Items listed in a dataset
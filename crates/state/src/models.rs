//! Installation record model

use apkm_errors::{Error, UserFacingError};
use apkm_types::{InstallId, PatchOptions};
use chrono::{DateTime, Utc};
use serde::{Deserialize, Serialize};
use std::time::Duration;

/// Error captured in an installation record
#[derive(Debug, Clone, PartialEq, Eq, Serialize, Deserialize)]
pub struct RecordedError {
    pub code: Option<String>,
    pub message: String,
    pub hint: Option<String>,
    /// The user aborted or cancelled the installation
    #[serde(default)]
    pub aborted: bool,
    /// The device ran out of space
    #[serde(default)]
    pub insufficient_storage: bool,
}

impl RecordedError {
    #[must_use]
    pub fn from_error(error: &Error) -> Self {
        Self {
            code: error.user_code().map(Into::into),
            message: error.user_message().into_owned(),
            hint: error.user_hint().map(Into::into),
            aborted: error.is_cancelled(),
            insufficient_storage: error.is_insufficient_storage(),
        }
    }

    /// Synthetic error for an installation the user walked away from
    #[must_use]
    pub fn aborted(message: impl Into<String>) -> Self {
        Self {
            code: Some("install.cancelled".to_string()),
            message: message.into(),
            hint: None,
            aborted: true,
            insufficient_storage: false,
        }
    }
}

/// Host the installation ran on
#[derive(Debug, Clone, PartialEq, Eq, Serialize, Deserialize)]
pub struct EnvironmentInfo {
    pub app_version: String,
    pub os: String,
    pub arch: String,
}

impl EnvironmentInfo {
    #[must_use]
    pub fn current() -> Self {
        Self {
            app_version: env!("CARGO_PKG_VERSION").to_string(),
            os: std::env::consts::OS.to_string(),
            arch: std::env::consts::ARCH.to_string(),
        }
    }
}

/// Durable outcome of one installation attempt. Written once, never updated.
#[derive(Debug, Clone, PartialEq, Eq, Serialize, Deserialize)]
pub struct InstallRecord {
    pub id: InstallId,
    pub started_at: DateTime<Utc>,
    /// Sum of step durations
    pub duration_ms: u64,
    pub options: PatchOptions,
    pub log: String,
    pub error: Option<RecordedError>,
    pub environment: EnvironmentInfo,
}

impl InstallRecord {
    #[must_use]
    pub fn new(
        id: InstallId,
        started_at: DateTime<Utc>,
        duration: Duration,
        options: PatchOptions,
        log: impl Into<String>,
        error: Option<RecordedError>,
    ) -> Self {
        Self {
            id,
            started_at,
            duration_ms: u64::try_from(duration.as_millis()).unwrap_or(u64::MAX),
            options,
            log: log.into(),
            error,
            environment: EnvironmentInfo::current(),
        }
    }

    #[must_use]
    pub fn duration(&self) -> Duration {
        Duration::from_millis(self.duration_ms)
    }

    #[must_use]
    pub fn is_success(&self) -> bool {
        self.error.is_none()
    }
}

* ABOUT THIS TASK *
Copy each line of the entries that includes the word "InstallId".

* ANSWER TO THE PROBLEM *
use apkm_types::{InstallId, PatchOptions};
    pub id: InstallId,
        id: InstallId,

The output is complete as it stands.